[Prompt]
From the first line to the last, write out the records exactly.

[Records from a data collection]
____________________

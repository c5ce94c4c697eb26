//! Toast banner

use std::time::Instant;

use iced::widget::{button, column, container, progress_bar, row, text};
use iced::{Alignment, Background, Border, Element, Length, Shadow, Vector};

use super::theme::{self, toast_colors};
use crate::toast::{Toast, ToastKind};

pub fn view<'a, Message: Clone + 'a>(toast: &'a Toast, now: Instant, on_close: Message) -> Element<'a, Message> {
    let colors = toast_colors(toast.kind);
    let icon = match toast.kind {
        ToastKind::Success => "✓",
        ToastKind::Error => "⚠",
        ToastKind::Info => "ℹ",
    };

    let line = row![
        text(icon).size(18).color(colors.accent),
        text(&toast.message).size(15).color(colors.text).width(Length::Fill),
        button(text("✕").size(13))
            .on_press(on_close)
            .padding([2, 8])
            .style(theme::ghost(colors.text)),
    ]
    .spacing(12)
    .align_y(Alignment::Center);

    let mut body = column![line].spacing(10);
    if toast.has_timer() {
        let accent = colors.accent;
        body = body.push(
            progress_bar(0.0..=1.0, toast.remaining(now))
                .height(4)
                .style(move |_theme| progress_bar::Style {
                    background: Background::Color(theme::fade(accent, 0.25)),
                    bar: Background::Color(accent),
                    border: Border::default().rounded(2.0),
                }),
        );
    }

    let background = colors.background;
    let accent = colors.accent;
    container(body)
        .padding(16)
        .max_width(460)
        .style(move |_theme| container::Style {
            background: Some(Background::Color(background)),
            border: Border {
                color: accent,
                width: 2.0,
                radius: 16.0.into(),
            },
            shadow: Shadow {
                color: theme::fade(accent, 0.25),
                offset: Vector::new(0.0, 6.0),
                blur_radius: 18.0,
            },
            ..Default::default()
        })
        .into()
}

____________________

[Task solution]
repository c5ce94c4c697eb26
//! Toast banner

use std::time::Instant;

use iced::widget::{button, column, container, progress_bar, row, text};
use iced::{Alignment, Background, Border, Element, Length, Shadow, Vector};

use super::theme::{self, toast_colors};
use crate::toast::{Toast, ToastKind};

pub fn view<'a, Message: Clone + 'a>(toast: &'a Toast, now: Instant, on_close: Message) -> Element<'a, Message> {
    let colors = toast_colors(toast.kind);
    let icon = match toast.kind {
        ToastKind::Success => "✓",
        ToastKind::Error => "⚠",
        ToastKind::Info => "ℹ",
    };

    let line = row![
        text(icon).size(18).color(colors.accent),
        text(&toast.message).size(15).color(colors.text).width(Length::Fill),
        button(text("✕").size(13))
            .on_press(on_close)
            .padding([2, 8])
            .style(theme::ghost(colors.text)),
    ]
    .spacing(12)
    .align_y(Alignment::Center);

    let mut body = column![line].spacing(10);
    if toast.has_timer() {
        let accent = colors.accent;
        body = body.push(
            progress_bar(0.0..=1.0, toast.remaining(now))
                .height(4)
                .style(move |_theme| progress_bar::Style {
                    background: Background::Color(theme::fade(accent, 0.25)),
                    bar: Background::Color(accent),
                    border: Border::default().rounded(2.0),
                }),
        );
    }

    let background = colors.background;
    let accent = colors.accent;
    container(body)
        .padding(16)
        .max_width(460)
        .style(move |_theme| container::Style {
            background: Some(Background::Color(background)),
            border: Border {
                color: accent,
                width: 2.0,
                radius: 16.0.into(),
            },
            shadow: Shadow {
                color: theme::fade(accent, 0.25),
                offset: Vector::new(0.0, 6.0),
                blur_radius: 18.0,
            },
            ..Default::default()
        })
        .into()
}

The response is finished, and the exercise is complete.